**Data:**

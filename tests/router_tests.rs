// Copyright (c) 2025 Soumyadip Sarkar.
// All rights reserved.
//
// This source code is licensed under the license found in the
// LICENSE file in the root directory of this source tree.

use billed::error::StoreError;
use billed::format::DateStyle;
use billed::models::{NewBill, RawBill};
use billed::overlay::ModalOverlay;
use billed::router::{AppContext, NavIcon, OnNavigate, RoutePath, Router};
use billed::session::{MemoryStorage, Storage};
use billed::store::{BillsStore, MemoryStore};
use billed::view::{self, ACTIVE_ICON_CLASS};
use regex::Regex;
use std::cell::RefCell;
use std::rc::Rc;

const FIXTURE: &str = include_str!("fixtures/bills.json");

fn setup() -> (Rc<Router>, Rc<MemoryStore>, Rc<ModalOverlay>) {
    let store = Rc::new(MemoryStore::from_json(FIXTURE).unwrap());
    let storage = Rc::new(MemoryStorage::new());
    storage
        .set_item("user", r#"{"type":"Employee","email":"a@a"}"#)
        .unwrap();
    let overlay = Rc::new(ModalOverlay::new());
    let store_cap: Rc<dyn BillsStore> = store.clone();
    let storage_cap: Rc<dyn Storage> = storage;
    let router = Router::new(AppContext {
        store: Some(store_cap),
        storage: Some(storage_cap),
        overlay: overlay.clone(),
        date_style: DateStyle::Iso,
    });
    (router, store, overlay)
}

fn active_icons(markup: &str) -> Vec<String> {
    Regex::new(r#"class="[^"]*active-icon[^"]*" data-testid="([^"]*)""#)
        .unwrap()
        .captures_iter(markup)
        .map(|c| c[1].to_string())
        .collect()
}

fn row_count(markup: &str) -> usize {
    Regex::new(r"(?s)<tbody[^>]*>(.*?)</tbody>")
        .unwrap()
        .captures(markup)
        .map(|c| c[1].matches("<tr>").count())
        .unwrap_or(0)
}

#[test]
fn bills_route_highlights_window_icon() {
    let (router, _, _) = setup();
    router.on_navigate(RoutePath::Bills.as_str());
    assert_eq!(router.current_path(), Some(RoutePath::Bills));
    assert_eq!(router.active_icon(), Some(NavIcon::Window));
    assert_eq!(active_icons(&router.root()), vec!["icon-window"]);
}

#[test]
fn bills_route_fetches_and_renders_rows() {
    let (router, store, _) = setup();
    router.on_navigate("#employee/bills");
    let root = router.root();
    assert!(root.contains("Mes notes de frais"));
    assert_eq!(row_count(&root), 4);
    let first_cell = Regex::new(r"(?s)<tbody[^>]*>.*?<td>(.*?)</td>")
        .unwrap()
        .captures(&root)
        .map(|c| c[1].to_string())
        .unwrap();
    assert_eq!(first_cell, "Hôtel et logement");
    assert_eq!(store.list_calls(), 1);
}

#[test]
fn renavigating_keeps_state() {
    let (router, store, _) = setup();
    router.on_navigate(RoutePath::Bills.as_str());
    let before = router.state();
    router.on_navigate(RoutePath::Bills.as_str());
    assert_eq!(router.state(), before);
    assert_eq!(active_icons(&router.root()).len(), 1);
    // Re-rendered, so the store was hit again
    assert_eq!(store.list_calls(), 2);
}

#[test]
fn not_found_error_is_rendered() {
    let (router, store, _) = setup();
    store.fail_next_list("Erreur 404");
    router.on_navigate(RoutePath::Bills.as_str());
    let root = router.root();
    assert!(root.contains("Erreur 404"));
    assert_eq!(row_count(&root), 0);
    assert!(!root.contains("<tr"));
    assert_eq!(active_icons(&root), vec!["icon-window"]);
}

#[test]
fn server_error_is_rendered() {
    let (router, store, _) = setup();
    store.fail_next_list("Erreur 500");
    router.on_navigate(RoutePath::Bills.as_str());
    let root = router.root();
    assert!(root.contains("Erreur 500"));
    assert!(!root.contains("<tr"));
}

#[test]
fn unknown_route_falls_back_to_login() {
    let (router, _, _) = setup();
    router.on_navigate("#admin/nowhere");
    assert_eq!(router.current_path(), Some(RoutePath::Login));
    assert_eq!(router.active_icon(), None);
    assert!(router.root().contains(r#"data-testid="login-page""#));
}

#[test]
fn new_bill_button_moves_to_new_bill_route() {
    let (router, _, _) = setup();
    router.on_navigate(RoutePath::Bills.as_str());
    let page = router.bills_page().unwrap();
    page.handle_click_new_bill();

    assert_eq!(router.current_path(), Some(RoutePath::NewBill));
    assert_eq!(active_icons(&router.root()), vec!["icon-mail"]);
    assert!(router.bills_page().is_none());
}

#[test]
fn eye_icons_on_mounted_page_open_modal() {
    let (router, _, overlay) = setup();
    router.on_navigate(RoutePath::Bills.as_str());
    let page = router.bills_page().unwrap();
    let icons = view::eye_icons(&router.root());
    assert_eq!(icons.len(), 4);
    for (i, icon) in icons.iter().enumerate() {
        page.handle_click_icon_eye(icon);
        assert_eq!(overlay.show_count(), i + 1);
        assert!(overlay.is_visible());
    }
}

/// Redirects while its own `list` is in flight, making that result stale.
struct RedirectingStore {
    inner: MemoryStore,
    nav: RefCell<Option<OnNavigate>>,
}

impl BillsStore for RedirectingStore {
    fn list(&self) -> Result<Vec<RawBill>, StoreError> {
        if let Some(nav) = self.nav.borrow().as_ref() {
            nav(RoutePath::NewBill.as_str());
        }
        self.inner.list()
    }

    fn create(&self, bill: &NewBill) -> Result<RawBill, StoreError> {
        self.inner.create(bill)
    }

    fn update(&self, id: &str, bill: &RawBill) -> Result<RawBill, StoreError> {
        self.inner.update(id, bill)
    }
}

#[test]
fn later_navigation_wins_over_stale_bills_result() {
    let store = Rc::new(RedirectingStore {
        inner: MemoryStore::from_json(FIXTURE).unwrap(),
        nav: RefCell::new(None),
    });
    let store_cap: Rc<dyn BillsStore> = store.clone();
    let router = Router::new(AppContext {
        store: Some(store_cap),
        storage: None,
        overlay: Rc::new(ModalOverlay::new()),
        date_style: DateStyle::Iso,
    });
    *store.nav.borrow_mut() = Some(router.navigator());

    router.on_navigate(RoutePath::Bills.as_str());
    assert_eq!(router.current_path(), Some(RoutePath::NewBill));
    assert_eq!(router.active_icon(), Some(NavIcon::Mail));
    assert!(!router.root().contains("Mes notes de frais"));
    assert_eq!(router.root().matches(ACTIVE_ICON_CLASS).count(), 1);
}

**Problem description:** Give back each record exactly, from the first line through the last.

**Exercise solution:**
filename tests/router_tests.rs
// Copyright (c) 2025 Soumyadip Sarkar.
// All rights reserved.
//
// This source code is licensed under the license found in the
// LICENSE file in the root directory of this source tree.

use billed::error::StoreError;
use billed::format::DateStyle;
use billed::models::{NewBill, RawBill};
use billed::overlay::ModalOverlay;
use billed::router::{AppContext, NavIcon, OnNavigate, RoutePath, Router};
use billed::session::{MemoryStorage, Storage};
use billed::store::{BillsStore, MemoryStore};
use billed::view::{self, ACTIVE_ICON_CLASS};
use regex::Regex;
use std::cell::RefCell;
use std::rc::Rc;

const FIXTURE: &str = include_str!("fixtures/bills.json");

fn setup() -> (Rc<Router>, Rc<MemoryStore>, Rc<ModalOverlay>) {
    let store = Rc::new(MemoryStore::from_json(FIXTURE).unwrap());
    let storage = Rc::new(MemoryStorage::new());
    storage
        .set_item("user", r#"{"type":"Employee","email":"a@a"}"#)
        .unwrap();
    let overlay = Rc::new(ModalOverlay::new());
    let store_cap: Rc<dyn BillsStore> = store.clone();
    let storage_cap: Rc<dyn Storage> = storage;
    let router = Router::new(AppContext {
        store: Some(store_cap),
        storage: Some(storage_cap),
        overlay: overlay.clone(),
        date_style: DateStyle::Iso,
    });
    (router, store, overlay)
}

fn active_icons(markup: &str) -> Vec<String> {
    Regex::new(r#"class="[^"]*active-icon[^"]*" data-testid="([^"]*)""#)
        .unwrap()
        .captures_iter(markup)
        .map(|c| c[1].to_string())
        .collect()
}

fn row_count(markup: &str) -> usize {
    Regex::new(r"(?s)<tbody[^>]*>(.*?)</tbody>")
        .unwrap()
        .captures(markup)
        .map(|c| c[1].matches("<tr>").count())
        .unwrap_or(0)
}

#[test]
fn bills_route_highlights_window_icon() {
    let (router, _, _) = setup();
    router.on_navigate(RoutePath::Bills.as_str());
    assert_eq!(router.current_path(), Some(RoutePath::Bills));
    assert_eq!(router.active_icon(), Some(NavIcon::Window));
    assert_eq!(active_icons(&router.root()), vec!["icon-window"]);
}

#[test]
fn bills_route_fetches_and_renders_rows() {
    let (router, store, _) = setup();
    router.on_navigate("#employee/bills");
    let root = router.root();
    assert!(root.contains("Mes notes de frais"));
    assert_eq!(row_count(&root), 4);
    let first_cell = Regex::new(r"(?s)<tbody[^>]*>.*?<td>(.*?)</td>")
        .unwrap()
        .captures(&root)
        .map(|c| c[1].to_string())
        .unwrap();
    assert_eq!(first_cell, "Hôtel et logement");
    assert_eq!(store.list_calls(), 1);
}

#[test]
fn renavigating_keeps_state() {
    let (router, store, _) = setup();
    router.on_navigate(RoutePath::Bills.as_str());
    let before = router.state();
    router.on_navigate(RoutePath::Bills.as_str());
    assert_eq!(router.state(), before);
    assert_eq!(active_icons(&router.root()).len(), 1);
    // Re-rendered, so the store was hit again
    assert_eq!(store.list_calls(), 2);
}

#[test]
fn not_found_error_is_rendered() {
    let (router, store, _) = setup();
    store.fail_next_list("Erreur 404");
    router.on_navigate(RoutePath::Bills.as_str());
    let root = router.root();
    assert!(root.contains("Erreur 404"));
    assert_eq!(row_count(&root), 0);
    assert!(!root.contains("<tr"));
    assert_eq!(active_icons(&root), vec!["icon-window"]);
}

#[test]
fn server_error_is_rendered() {
    let (router, store, _) = setup();
    store.fail_next_list("Erreur 500");
    router.on_navigate(RoutePath::Bills.as_str());
    let root = router.root();
    assert!(root.contains("Erreur 500"));
    assert!(!root.contains("<tr"));
}

#[test]
fn unknown_route_falls_back_to_login() {
    let (router, _, _) = setup();
    router.on_navigate("#admin/nowhere");
    assert_eq!(router.current_path(), Some(RoutePath::Login));
    assert_eq!(router.active_icon(), None);
    assert!(router.root().contains(r#"data-testid="login-page""#));
}

#[test]
fn new_bill_button_moves_to_new_bill_route() {
    let (router, _, _) = setup();
    router.on_navigate(RoutePath::Bills.as_str());
    let page = router.bills_page().unwrap();
    page.handle_click_new_bill();

    assert_eq!(router.current_path(), Some(RoutePath::NewBill));
    assert_eq!(active_icons(&router.root()), vec!["icon-mail"]);
    assert!(router.bills_page().is_none());
}

#[test]
fn eye_icons_on_mounted_page_open_modal() {
    let (router, _, overlay) = setup();
    router.on_navigate(RoutePath::Bills.as_str());
    let page = router.bills_page().unwrap();
    let icons = view::eye_icons(&router.root());
    assert_eq!(icons.len(), 4);
    for (i, icon) in icons.iter().enumerate() {
        page.handle_click_icon_eye(icon);
        assert_eq!(overlay.show_count(), i + 1);
        assert!(overlay.is_visible());
    }
}

/// Redirects while its own `list` is in flight, making that result stale.
struct RedirectingStore {
    inner: MemoryStore,
    nav: RefCell<Option<OnNavigate>>,
}

impl BillsStore for RedirectingStore {
    fn list(&self) -> Result<Vec<RawBill>, StoreError> {
        if let Some(nav) = self.nav.borrow().as_ref() {
            nav(RoutePath::NewBill.as_str());
        }
        self.inner.list()
    }

    fn create(&self, bill: &NewBill) -> Result<RawBill, StoreError> {
        self.inner.create(bill)
    }

    fn update(&self, id: &str, bill: &RawBill) -> Result<RawBill, StoreError> {
        self.inner.update(id, bill)
    }
}

#[test]
fn later_navigation_wins_over_stale_bills_result() {
    let store = Rc::new(RedirectingStore {
        inner: MemoryStore::from_json(FIXTURE).unwrap(),
        nav: RefCell::new(None),
    });
    let store_cap: Rc<dyn BillsStore> = store.clone();
    let router = Router::new(AppContext {
        store: Some(store_cap),
        storage: None,
        overlay: Rc::new(ModalOverlay::new()),
        date_style: DateStyle::Iso,
    });
    *store.nav.borrow_mut() = Some(router.navigator());

    router.on_navigate(RoutePath::Bills.as_str());
    assert_eq!(router.current_path(), Some(RoutePath::NewBill));
    assert_eq!(router.active_icon(), Some(NavIcon::Mail));
    assert!(!router.root().contains("Mes notes de frais"));
    assert_eq!(router.root().matches(ACTIVE_ICON_CLASS).count(), 1);
}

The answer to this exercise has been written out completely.